== Segment start ==
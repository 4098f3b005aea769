use std::f64::consts::PI;
use ndarray::{s, Array3, Array4, Axis, Zip};
use num_complex::Complex32;

/// width of a coil profile in normalized coordinates
const COIL_WIDTH:f64 = 1.2;
/// distance of the coils to the volume center
const COIL_RADIUS:f64 = 1.5;

/// Birdcage-like coil sensitivities, (coils, x, y, z). Coils sit on a ring around z. The maps are
/// normalized so that sum_c |S_c|^2 = 1 in every voxel. A single coil is uniform.
pub fn smaps(dims:[usize;3],n_coils:usize) -> Array4<Complex32> {
    let [nx,ny,nz] = dims;
    let mut maps = Array4::<Complex32>::zeros((n_coils,nx,ny,nz));
    if n_coils == 1 {
        maps.fill(Complex32::new(1.0,0.0));
        return maps;
    }
    for (c,mut map) in maps.outer_iter_mut().enumerate() {
        let angle = 2.0 * PI * c as f64 / n_coils as f64;
        let (cy,cx) = angle.sin_cos();
        map.indexed_iter_mut().for_each(|((x,y,z),v)| {
            let px = (x as f64 + 0.5)/nx as f64 * 2.0 - 1.0;
            let py = (y as f64 + 0.5)/ny as f64 * 2.0 - 1.0;
            let pz = (z as f64 + 0.5)/nz as f64 * 2.0 - 1.0;
            let dx = px - COIL_RADIUS * cx;
            let dy = py - COIL_RADIUS * cy;
            let d2 = dx*dx + dy*dy + 0.25*pz*pz;
            let mag = (-d2/(2.0 * COIL_WIDTH * COIL_WIDTH)).exp();
            let phase = angle + dy.atan2(dx) * 0.5;
            *v = Complex32::new((mag * phase.cos()) as f32,(mag * phase.sin()) as f32);
        });
    }
    let mut sos = Array3::<f32>::zeros((nx,ny,nz));
    for map in maps.outer_iter() {
        Zip::from(&mut sos).and(&map).for_each(|s,m| *s += m.norm_sqr());
    }
    sos.mapv_inplace(f32::sqrt);
    for mut map in maps.outer_iter_mut() {
        Zip::from(&mut map).and(&sos).for_each(|m,s| *m /= *s);
    }
    maps
}

/// sum_c conj(S_c) * coil_images_c
pub fn coil_combine(coil_images:&[Array3<Complex32>],maps:&Array4<Complex32>) -> Array3<Complex32> {
    let shape = maps.shape();
    let mut out = Array3::<Complex32>::zeros((shape[1],shape[2],shape[3]));
    for (img,map) in coil_images.iter().zip(maps.axis_iter(Axis(0))) {
        Zip::from(&mut out).and(img).and(&map).for_each(|o,i,m| *o += m.conj() * *i);
    }
    out
}

/// image seen by one coil
pub fn coil_image(image:&Array3<Complex32>,maps:&Array4<Complex32>,coil:usize) -> Array3<Complex32> {
    let map = maps.slice(s![coil,..,..,..]);
    let mut out = image.clone();
    Zip::from(&mut out).and(&map).for_each(|o,m| *o *= *m);
    out
}
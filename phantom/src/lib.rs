pub mod tissue;
pub mod phantom;
pub mod frame_state;

pub use phantom::{Phantom, PhantomError};
pub use frame_state::FrameState;
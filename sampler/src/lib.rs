pub mod sampler;
pub mod cartesian;
pub mod spiral;
pub mod evi;
pub mod plan;

pub use sampler::{build_sampler, Sampler, SamplerError, Trajectory};
pub use plan::AcquisitionPlan;
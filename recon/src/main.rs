use clap::Parser;
use tracing::{error, info};
use tracing_subscriber::{layer::SubscriberExt, util::SubscriberInitExt};
use sim_conf::scenario::{ReconstructorConfig, ReconstructorSet};
use sim_conf::sim_conf::ConfigFile;
use recon::args::*;
use recon::analysis::analyze_measurement;
use recon::output::{write_analysis, write_outputs};
use recon::reconstructor::{reconstruct, ReconError};

fn main() {
    tracing_subscriber::registry()
        .with(
            tracing_subscriber::EnvFilter::try_from_default_env()
                .unwrap_or_else(|_| "info".into()),
        )
        .with(tracing_subscriber::fmt::layer())
        .init();

    let args = ReconArgs::parse();
    if let Err(e) = run(&args) {
        error!("{}",e);
        std::process::exit(1);
    }
}

fn reconstructors(args:&RunArgs) -> Result<Vec<ReconstructorConfig>,ReconError> {
    let set = match &args.config {
        Some(path) => ReconstructorSet::from_file(path)?,
        None => ReconstructorSet::default(),
    };
    Ok(match set.reconstructors.is_empty() {
        true => vec![ReconstructorConfig::default()],
        false => set.reconstructors
    })
}

fn run(args:&ReconArgs) -> Result<(),ReconError> {
    use ReconAction::*;
    match &args.action {
        Run(args) => {
            let stem = args.measurement.file_stem()
                .and_then(|s| s.to_str())
                .unwrap_or("recon")
                .to_string();
            for (i,config) in reconstructors(args)?.iter().enumerate() {
                let output = reconstruct(&args.measurement,config)?;
                let base = format!("{}_r{}_{}",stem,i,config.name());
                let written = write_outputs(&args.output_dir,&base,&output,args.nifti)?;
                info!("{}: {} of {} frames converged, first volume {:?}",base,output.n_converged(),written.len(),written.first());
                if let Some(analysis) = args.analysis() {
                    let a = analyze_measurement(&args.measurement,&output.volumes,&analysis)?;
                    let stat = write_analysis(&args.output_dir,&base,&a,args.nifti)?;
                    info!("{}: balanced accuracy {:.3}, statistic map {:?}",base,a.confusion.balanced_accuracy(),stat);
                }
            }
        }
        NewConfig(args) => {
            let set = ReconstructorSet {
                reconstructors:vec![
                    ReconstructorConfig::default(),
                    ReconstructorConfig::Sequential {
                        backend:Default::default(),
                        density_compensation:Default::default(),
                        restart_strategy:Default::default(),
                        max_iter_per_frame:15,
                        max_iter_first_frame:50,
                        tolerance:1e-4,
                        regularization:Default::default(),
                    },
                ]
            };
            let path = set.to_file(&args.destination)?;
            info!("reconstructor list written to {:?}",path);
        }
    }
    Ok(())
}
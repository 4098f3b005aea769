pub mod args;
pub mod haar;
pub mod density;
pub mod reconstructor;
pub mod output;
pub mod analysis;
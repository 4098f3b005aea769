use regex::{Captures, Regex};
use sim_conf::error::ConfigError;
use sim_conf::scenario::ScenarioConfig;

/// placeholder names understood by render
pub const PLACEHOLDERS:[&str;7] = ["name","seed","sampler","n_jobs","model","backend","phantom"];

fn placeholder_value(key:&str,config:&ScenarioConfig) -> Option<String> {
    Some(match key {
        "name" => config.name.clone(),
        "seed" => config.sim_conf.rng_seed.to_string(),
        "sampler" => config.sampler.name().to_string(),
        "n_jobs" => config.engine.n_jobs.to_string(),
        "model" => config.engine.model.name().to_string(),
        "backend" => config.engine.nufft_backend.name().to_string(),
        "phantom" => format!("{}{}",config.phantom.name.name(),config.phantom.sub_id),
        _ => return None
    })
}

/// fill {placeholder} fields of the output template
pub fn render(template:&str,config:&ScenarioConfig) -> Result<String,ConfigError> {
    let re = Regex::new(r"\{([^{}]*)\}").map_err(|e| ConfigError::invalid("output_template",e))?;
    let mut unknown = vec![];
    let out = re.replace_all(template,|caps:&Captures| {
        let key = &caps[1];
        placeholder_value(key,config).unwrap_or_else(|| {
            unknown.push(key.to_string());
            String::new()
        })
    }).to_string();
    if !unknown.is_empty() {
        return Err(ConfigError::invalid("output_template",format!("unknown placeholders {:?}, expected one of {:?}",unknown,PLACEHOLDERS)));
    }
    if out.contains('{') || out.contains('}') || out.trim().is_empty() {
        return Err(ConfigError::invalid("output_template",format!("cannot render {:?}",template)));
    }
    Ok(out)
}
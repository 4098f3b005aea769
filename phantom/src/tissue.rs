use std::f64::consts::PI;

/// Relaxation properties of one tissue class. Times in ms
#[derive(Clone,Debug,PartialEq)]
pub struct Tissue {
    pub name:String,
    pub pd:f32,
    pub t1_ms:f32,
    pub t2_ms:f32,
    pub t2s_ms:f32,
}

impl Tissue {
    pub fn new(name:&str,pd:f32,t1_ms:f32,t2_ms:f32,t2s_ms:f32) -> Self {
        Self {
            name:name.to_string(),
            pd,
            t1_ms,
            t2_ms,
            t2s_ms,
        }
    }

    /// 1/ms, 0 for tissues without decay
    pub fn r2s(&self) -> f32 {
        match self.t2s_ms > 0.0 {
            true => 1.0/self.t2s_ms,
            false => 0.0
        }
    }
}

pub const BACKGROUND:u8 = 0;

/// Built-in tissue classes at 3T. The position in the table is the label value used in label maps.
pub fn tissue_table() -> Vec<Tissue> {
    vec![
        Tissue::new("background",0.0,0.0,0.0,0.0),
        Tissue::new("csf",0.98,4200.0,1990.0,1000.0),
        Tissue::new("gray_matter",0.85,1820.0,99.0,66.0),
        Tissue::new("white_matter",0.70,1084.0,69.0,53.0),
        Tissue::new("scalp",0.80,324.0,70.0,30.0),
        Tissue::new("marrow",0.12,533.0,50.0,30.0),
        Tissue::new("roi",0.85,1820.0,99.0,66.0),
        Tissue::new("tumor",0.95,1500.0,120.0,80.0),
    ]
}

pub fn label_of(tissues:&[Tissue],name:&str) -> Option<u8> {
    tissues.iter().position(|t| t.name == name).map(|i| i as u8)
}

/// Spoiled gradient echo steady state magnetization (before T2* decay)
pub fn gre_steady_state(pd:f32,t1_ms:f32,fa_deg:f64,tr_ms:f64) -> f32 {
    if t1_ms <= 0.0 || pd == 0.0 {
        return 0.0;
    }
    let fa = fa_deg * PI / 180.0;
    let e1 = (-tr_ms/t1_ms as f64).exp();
    (pd as f64 * fa.sin() * (1.0 - e1)/(1.0 - fa.cos()*e1)) as f32
}

#[cfg(test)]
mod tests {
    use super::*;

    #[test]
    fn labels_follow_table_order() {
        let t = tissue_table();
        assert_eq!(label_of(&t,"background"),Some(BACKGROUND));
        assert_eq!(label_of(&t,"roi"),Some(6));
        assert_eq!(label_of(&t,"bone"),None);
    }

    #[test]
    fn steady_state_limits() {
        // 90 degree pulse with TR >> T1 recovers the full proton density
        let s = gre_steady_state(0.8,100.0,90.0,1e6);
        assert!((s - 0.8).abs() < 1e-4);
        assert_eq!(gre_steady_state(0.0,1000.0,15.0,50.0),0.0);
        assert_eq!(gre_steady_state(1.0,0.0,15.0,50.0),0.0);
        // short T1 gives more signal at short TR
        assert!(gre_steady_state(1.0,300.0,30.0,50.0) > gre_steady_state(1.0,3000.0,30.0,50.0));
    }
}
== Segment end ==
### Directions for this task
Only the lines from the start of the material through the line containing "let [nx,ny,nz] = dims;" should be repeated, and they should be repeated exactly.

### Finished task
repository 4098f3b005aea769
use std::f64::consts::PI;
use ndarray::{s, Array3, Array4, Axis, Zip};
use num_complex::Complex32;

/// width of a coil profile in normalized coordinates
const COIL_WIDTH:f64 = 1.2;
/// distance of the coils to the volume center
const COIL_RADIUS:f64 = 1.5;

/// Birdcage-like coil sensitivities, (coils, x, y, z). Coils sit on a ring around z. The maps are
/// normalized so that sum_c |S_c|^2 = 1 in every voxel. A single coil is uniform.
pub fn smaps(dims:[usize;3],n_coils:usize) -> Array4<Complex32> {
    let [nx,ny,nz] = dims;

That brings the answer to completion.